I really would like to confess that I have all the major news programs recorded on my DVR.  I would love to say when I come home from a hard day’s work, after driving the kids to and fro, I settle down to a good Times magazine for intellectual stimulation.  It just simply wouldn’t be true.  I’m a Reality TV Junkie, and I have the overburdened DVR to prove it.

I don’t enjoy standard reality television – you won’t catch me watching Big Brother or Flavor of Love or anything in that genre.  Not that those aren’t entertaining, and I have many well educated and well rounded friends that are simply enthralled with these types of shows.  I guess my genre is more accurately described as Competitive Reality TV.  I’m unabashed in my devotion to Top Chef or Project Runway or American Idol or even The Next HGTV Star.  If there’s a group of similarly minded people with a specific talent, who will either be voted off by America or sent packing based on a group of “expert” judges – I’m there.

I’ve been thinking lately about why these shows appeal to me so much.  I can’t cook a decent meal to save my life, I don’t sew or paint, and I’m certainly not the next Kelly Clarkson.  Maybe it’s my lack of these skills that holds part of my fascination.  I’m amazed that there are people out there that can take newspaper and make a kicky little overcoat in one day or less.  I’m confounded that there’s a waitress on roller skates just waiting for Simon Cowell to discover her so she can make millions. 

I also like a good old fashioned competition.  If I’m playing a game, darn it, I want to win, and these people are exactly like me in that sense.  There’s a victor and a loser and it’s very defined and methodical.  Sometimes, when America gets to vote, things go a little array.  We are more likely to vote on personality or a good back story then to vote on talent.  We like having the power to frustrate Simon or Nigel. 
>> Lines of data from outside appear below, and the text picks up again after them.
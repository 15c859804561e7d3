//! Error types for govlens-api

use thiserror::Error;

/// Errors that can occur while talking to the governance API
#[derive(Error, Debug)]
pub enum ApiError {
    /// A required setting was neither passed nor present in the environment
    #[error("missing configuration: {0} is not set")]
    MissingConfig(&'static str),

    /// A setting was present but unusable
    #[error("invalid configuration: {0}")]
    InvalidConfig(String),

    /// A base URL could not be parsed
    #[error("invalid URL {url}: {reason}")]
    InvalidUrl { url: String, reason: String },

    /// The server answered with a non-200 status
    #[error("{endpoint} returned HTTP {status}: {body}")]
    Status {
        endpoint: String,
        status: u16,
        body: String,
    },

    /// The body was not JSON, or did not match the expected record shape
    #[error("could not decode response from {endpoint}: {source}")]
    Decode {
        endpoint: String,
        #[source]
        source: serde_json::Error,
    },

    /// Connection, TLS or timeout failure
    #[error("HTTP transport error: {0}")]
    Transport(String),
}

impl From<reqwest::Error> for ApiError {
    fn from(err: reqwest::Error) -> Self {
        ApiError::Transport(err.to_string())
    }
}

impl ApiError {
    /// HTTP status of the failure, when the server answered at all.
    pub fn status(&self) -> Option<u16> {
        match self {
            ApiError::Status { status, .. } => Some(*status),
            _ => None,
        }
    }
}
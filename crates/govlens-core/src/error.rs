//! Domain-level error taxonomy for govlens.

/// govlens domain errors.
#[derive(Debug, thiserror::Error)]
pub enum GovlensError {
    #[error("API error: {0}")]
    Api(#[from] govlens_api::ApiError),

    #[error("invalid score input: {field} = {value} (expected {expected})")]
    InvalidScoreInput {
        field: &'static str,
        value: i64,
        expected: &'static str,
    },

    #[error("model returned a probability outside [0, 1]: {0}")]
    InvalidProbability(f64),

    #[error("invalid link base: {0}")]
    InvalidLinkBase(String),

    #[error("serialization error: {0}")]
    Serialization(#[from] serde_json::Error),

    #[error("io error: {0}")]
    Io(#[from] std::io::Error),
}

/// Result type for govlens domain operations.
pub type Result<T> = std::result::Result<T, GovlensError>;
//! govlens Core Library
//!
//! Layer 1 - Aggregate and render: turns the records fetched by
//! `govlens-api` into governance coverage, stage adoption, pending
//! approvals, deep links and Markdown or JSON reports.

pub mod aggregate;
pub mod dashboard;
pub mod error;
pub mod links;
pub mod metrics;
pub mod obs;
pub mod report;
pub mod scoring;
pub mod task_ref;
pub mod telemetry;

pub use aggregate::{
    ApprovalScan, BundleRef, MalformedReference, ModelGovernance, ModelVersionKey,
    PendingApproval, PolicyAdoption, ProjectCoverage, StageCount, UNKNOWN, UNKNOWN_USER,
    UNNAMED_BUNDLE,
};

pub use dashboard::{Dashboard, DashboardSnapshot, FetchWarning};

pub use error::{GovlensError, Result};

pub use links::LinkBuilder;

pub use metrics::METRICS;

pub use report::{
    render_report_json, render_report_md, write_report, DashboardReport, DashboardSummary,
};

pub use scoring::{score_application, RiskBand, ScoreInput, ScoreOutcome};

pub use task_ref::{parse_task_reference, BundleReference, TaskReference};

pub use telemetry::init_tracing;

pub use govlens_api::{
    ApiConfig, ApiError, ApiFlavor, AuthScheme, Bundle, CachedSource, Goal, GovernanceClient,
    GovernanceSource, Policy, Project, RegisteredModel, ScoringClient, ScoringConfig,
};
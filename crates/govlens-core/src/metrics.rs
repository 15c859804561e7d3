//! Global atomic counters for govlens observability.
//!
//! Counters are incremented silently at the call site. Call
//! [`Metrics::flush`] to emit current values as a single
//! `tracing::info!` event (e.g. at the end of a dashboard run).

use std::sync::atomic::{AtomicU64, Ordering};

/// Global metrics singleton.
pub static METRICS: Metrics = Metrics::new();

/// Atomic counters for one process.
pub struct Metrics {
    fetches: AtomicU64,
    fetch_failures: AtomicU64,
    malformed_references: AtomicU64,
    reports_rendered: AtomicU64,
}

impl Default for Metrics {
    fn default() -> Self {
        Self::new()
    }
}

impl Metrics {
    pub const fn new() -> Self {
        Self {
            fetches: AtomicU64::new(0),
            fetch_failures: AtomicU64::new(0),
            malformed_references: AtomicU64::new(0),
            reports_rendered: AtomicU64::new(0),
        }
    }

    /// Count one upstream read, successful or not.
    pub fn inc_fetches(&self) {
        self.fetches.fetch_add(1, Ordering::Relaxed);
        tracing::trace!(metric = "fetches", "counter incremented");
    }

    /// Count one read that degraded to an empty result.
    pub fn inc_fetch_failures(&self) {
        self.fetch_failures.fetch_add(1, Ordering::Relaxed);
        tracing::trace!(metric = "fetch_failures", "counter incremented");
    }

    /// Count one approval request whose bundle reference did not parse.
    pub fn inc_malformed_references(&self) {
        self.malformed_references.fetch_add(1, Ordering::Relaxed);
        tracing::trace!(metric = "malformed_references", "counter incremented");
    }

    /// Count one rendered report.
    pub fn inc_reports_rendered(&self) {
        self.reports_rendered.fetch_add(1, Ordering::Relaxed);
        tracing::trace!(metric = "reports_rendered", "counter incremented");
    }

    /// Emit all current counter values as a single `info!` event.
    pub fn flush(&self) {
        tracing::info!(
            metric = "flush",
            fetches = self.fetches(),
            fetch_failures = self.fetch_failures(),
            malformed_references = self.malformed_references(),
            reports_rendered = self.reports_rendered(),
        );
    }

    pub fn fetches(&self) -> u64 {
        self.fetches.load(Ordering::Relaxed)
    }

    pub fn fetch_failures(&self) -> u64 {
        self.fetch_failures.load(Ordering::Relaxed)
    }

    pub fn malformed_references(&self) -> u64 {
        self.malformed_references.load(Ordering::Relaxed)
    }

    pub fn reports_rendered(&self) -> u64 {
        self.reports_rendered.load(Ordering::Relaxed)
    }

    /// Reset all counters to zero; watch mode starts each refresh here.
    pub fn reset(&self) {
        self.fetches.store(0, Ordering::Relaxed);
        self.fetch_failures.store(0, Ordering::Relaxed);
        self.malformed_references.store(0, Ordering::Relaxed);
        self.reports_rendered.store(0, Ordering::Relaxed);
    }
}

#[cfg(test)]
mod tests {
    use super::*;

    #[test]
    fn counters_increment() {
        let m = Metrics::new();
        assert_eq!(m.fetches(), 0);
        m.inc_fetches();
        m.inc_fetches();
        assert_eq!(m.fetches(), 2);

        m.inc_fetch_failures();
        assert_eq!(m.fetch_failures(), 1);

        m.inc_malformed_references();
        m.inc_reports_rendered();
        m.inc_reports_rendered();
        assert_eq!(m.malformed_references(), 1);
        assert_eq!(m.reports_rendered(), 2);
    }

    #[test]
    fn reset_zeroes_all() {
        let m = Metrics::new();
        m.inc_fetches();
        m.inc_fetch_failures();
        m.inc_malformed_references();
        m.inc_reports_rendered();
        m.reset();
        assert_eq!(m.fetches(), 0);
        assert_eq!(m.fetch_failures(), 0);
        assert_eq!(m.malformed_references(), 0);
        assert_eq!(m.reports_rendered(), 0);
    }
}
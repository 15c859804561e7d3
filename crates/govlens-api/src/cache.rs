//! Run-scoped memoization of governance reads.
//!
//! Successful results are kept per `(resource, argument)` until
//! [`CachedSource::clear`] is called. Failures are never stored, so the next
//! call retries the upstream.

use std::collections::HashMap;
use std::sync::atomic::{AtomicU64, Ordering};
use std::sync::{Mutex, MutexGuard};

use async_trait::async_trait;
use tracing::{debug, trace};

use crate::schema::{Bundle, Goal, Policy, Project, RegisteredModel};
use crate::source::GovernanceSource;
use crate::Result;

#[derive(Debug, Default)]
struct Entries {
    bundles: Option<Vec<Bundle>>,
    projects: Option<Vec<Project>>,
    registered_models: Option<Vec<RegisteredModel>>,
    policies: HashMap<String, Policy>,
    goals: HashMap<String, Vec<Goal>>,
}

/// Hit/miss counters of a [`CachedSource`]
#[derive(Debug, Clone, Copy, PartialEq, Eq, Default)]
pub struct CacheStats {
    pub hits: u64,
    pub misses: u64,
}

/// Memoizing wrapper around any [`GovernanceSource`]
#[derive(Debug)]
pub struct CachedSource<S> {
    inner: S,
    entries: Mutex<Entries>,
    hits: AtomicU64,
    misses: AtomicU64,
}

impl<S: GovernanceSource> CachedSource<S> {
    pub fn new(inner: S) -> Self {
        CachedSource {
            inner,
            entries: Mutex::new(Entries::default()),
            hits: AtomicU64::new(0),
            misses: AtomicU64::new(0),
        }
    }

    /// The wrapped source
    pub fn inner(&self) -> &S {
        &self.inner
    }

    /// Drop every memoized result (the "refresh" action).
    pub fn clear(&self) {
        *self.lock() = Entries::default();
        debug!(event = "cache.cleared");
    }

    /// Current hit/miss counters
    pub fn stats(&self) -> CacheStats {
        CacheStats {
            hits: self.hits.load(Ordering::Relaxed),
            misses: self.misses.load(Ordering::Relaxed),
        }
    }

    fn lock(&self) -> MutexGuard<'_, Entries> {
        // Entries are only ever replaced whole; a poisoned guard is still consistent.
        self.entries
            .lock()
            .unwrap_or_else(|poisoned| poisoned.into_inner())
    }

    fn hit<T>(&self, resource: &str, value: T) -> T {
        self.hits.fetch_add(1, Ordering::Relaxed);
        trace!(resource = resource, "cache hit");
        value
    }

    fn miss(&self, resource: &str) {
        self.misses.fetch_add(1, Ordering::Relaxed);
        trace!(resource = resource, "cache miss");
    }
}

#[async_trait]
impl<S: GovernanceSource> GovernanceSource for CachedSource<S> {
    async fn fetch_bundles(&self) -> Result<Vec<Bundle>> {
        let cached = self.lock().bundles.clone();
        if let Some(cached) = cached {
            return Ok(self.hit("bundles", cached));
        }
        self.miss("bundles");
        let fresh = self.inner.fetch_bundles().await?;
        self.lock().bundles = Some(fresh.clone());
        Ok(fresh)
    }

    async fn fetch_policy(&self, policy_id: &str) -> Result<Policy> {
        let cached = self.lock().policies.get(policy_id).cloned();
        if let Some(cached) = cached {
            return Ok(self.hit("policy", cached));
        }
        self.miss("policy");
        let fresh = self.inner.fetch_policy(policy_id).await?;
        self.lock()
            .policies
            .insert(policy_id.to_string(), fresh.clone());
        Ok(fresh)
    }

    async fn fetch_projects(&self) -> Result<Vec<Project>> {
        let cached = self.lock().projects.clone();
        if let Some(cached) = cached {
            return Ok(self.hit("projects", cached));
        }
        self.miss("projects");
        let fresh = self.inner.fetch_projects().await?;
        self.lock().projects = Some(fresh.clone());
        Ok(fresh)
    }

    async fn fetch_registered_models(&self) -> Result<Vec<RegisteredModel>> {
        let cached = self.lock().registered_models.clone();
        if let Some(cached) = cached {
            return Ok(self.hit("registered_models", cached));
        }
        self.miss("registered_models");
        let fresh = self.inner.fetch_registered_models().await?;
        self.lock().registered_models = Some(fresh.clone());
        Ok(fresh)
    }

    async fn fetch_project_goals(&self, project_id: &str) -> Result<Vec<Goal>> {
        let cached = self.lock().goals.get(project_id).cloned();
        if let Some(cached) = cached {
            return Ok(self.hit("goals", cached));
        }
        self.miss("goals");
        let fresh = self.inner.fetch_project_goals(project_id).await?;
        self.lock()
            .goals
            .insert(project_id.to_string(), fresh.clone());
        Ok(fresh)
    }
}

#[cfg(test)]
mod tests {
    use super::*;
    use crate::error::ApiError;
    use std::sync::atomic::AtomicUsize;

    #[derive(Default)]
    struct CountingSource {
        calls: AtomicUsize,
        fail_projects: bool,
    }

    #[async_trait]
    impl GovernanceSource for CountingSource {
        async fn fetch_bundles(&self) -> Result<Vec<Bundle>> {
            self.calls.fetch_add(1, Ordering::SeqCst);
            Ok(vec![Bundle {
                id: "b1".to_string(),
                name: Some("bundle".to_string()),
                state: None,
                stage: None,
                policy_id: None,
                policy_name: None,
                project_id: None,
                project_name: None,
                project_owner: None,
                created_by: None,
                attachments: Vec::new(),
            }])
        }

        async fn fetch_policy(&self, policy_id: &str) -> Result<Policy> {
            self.calls.fetch_add(1, Ordering::SeqCst);
            Ok(Policy {
                id: policy_id.to_string(),
                name: format!("policy {policy_id}"),
                stages: Vec::new(),
            })
        }

        async fn fetch_projects(&self) -> Result<Vec<Project>> {
            self.calls.fetch_add(1, Ordering::SeqCst);
            if self.fail_projects {
                return Err(ApiError::Transport("connection refused".to_string()));
            }
            Ok(Vec::new())
        }

        async fn fetch_registered_models(&self) -> Result<Vec<RegisteredModel>> {
            self.calls.fetch_add(1, Ordering::SeqCst);
            Ok(Vec::new())
        }

        async fn fetch_project_goals(&self, _project_id: &str) -> Result<Vec<Goal>> {
            self.calls.fetch_add(1, Ordering::SeqCst);
            Ok(vec![Goal::default()])
        }
    }

    #[tokio::test]
    async fn test_second_call_is_a_hit() {
        let cached = CachedSource::new(CountingSource::default());
        let first = cached.fetch_bundles().await.unwrap();
        let second = cached.fetch_bundles().await.unwrap();

        assert_eq!(first, second);
        assert_eq!(cached.inner().calls.load(Ordering::SeqCst), 1);
        assert_eq!(cached.stats(), CacheStats { hits: 1, misses: 1 });
    }

    #[tokio::test]
    async fn test_keyed_by_argument() {
        let cached = CachedSource::new(CountingSource::default());
        cached.fetch_policy("p1").await.unwrap();
        cached.fetch_policy("p2").await.unwrap();
        cached.fetch_policy("p1").await.unwrap();
        cached.fetch_project_goals("a").await.unwrap();
        cached.fetch_project_goals("a").await.unwrap();

        assert_eq!(cached.inner().calls.load(Ordering::SeqCst), 3);
    }

    #[tokio::test]
    async fn test_clear_forces_refetch() {
        let cached = CachedSource::new(CountingSource::default());
        cached.fetch_registered_models().await.unwrap();
        cached.clear();
        cached.fetch_registered_models().await.unwrap();

        assert_eq!(cached.inner().calls.load(Ordering::SeqCst), 2);
    }

    #[tokio::test]
    async fn test_failures_are_not_memoized() {
        let cached = CachedSource::new(CountingSource {
            fail_projects: true,
            ..CountingSource::default()
        });
        assert!(cached.fetch_projects().await.is_err());
        assert!(cached.fetch_projects().await.is_err());

        assert_eq!(cached.inner().calls.load(Ordering::SeqCst), 2);
        assert_eq!(cached.stats().hits, 0);
    }
}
Mostly I think I just enjoy the beauty of the art.  My favorite part of the competition is not the back story or the work in progress, but the reveal at the end.  Show me the room, or the dress, or the dance or the song.  These people were given these gifts, and now they are sharing them with me.  It inspires me, and it motivates me to rediscover those parts of myself that make me special.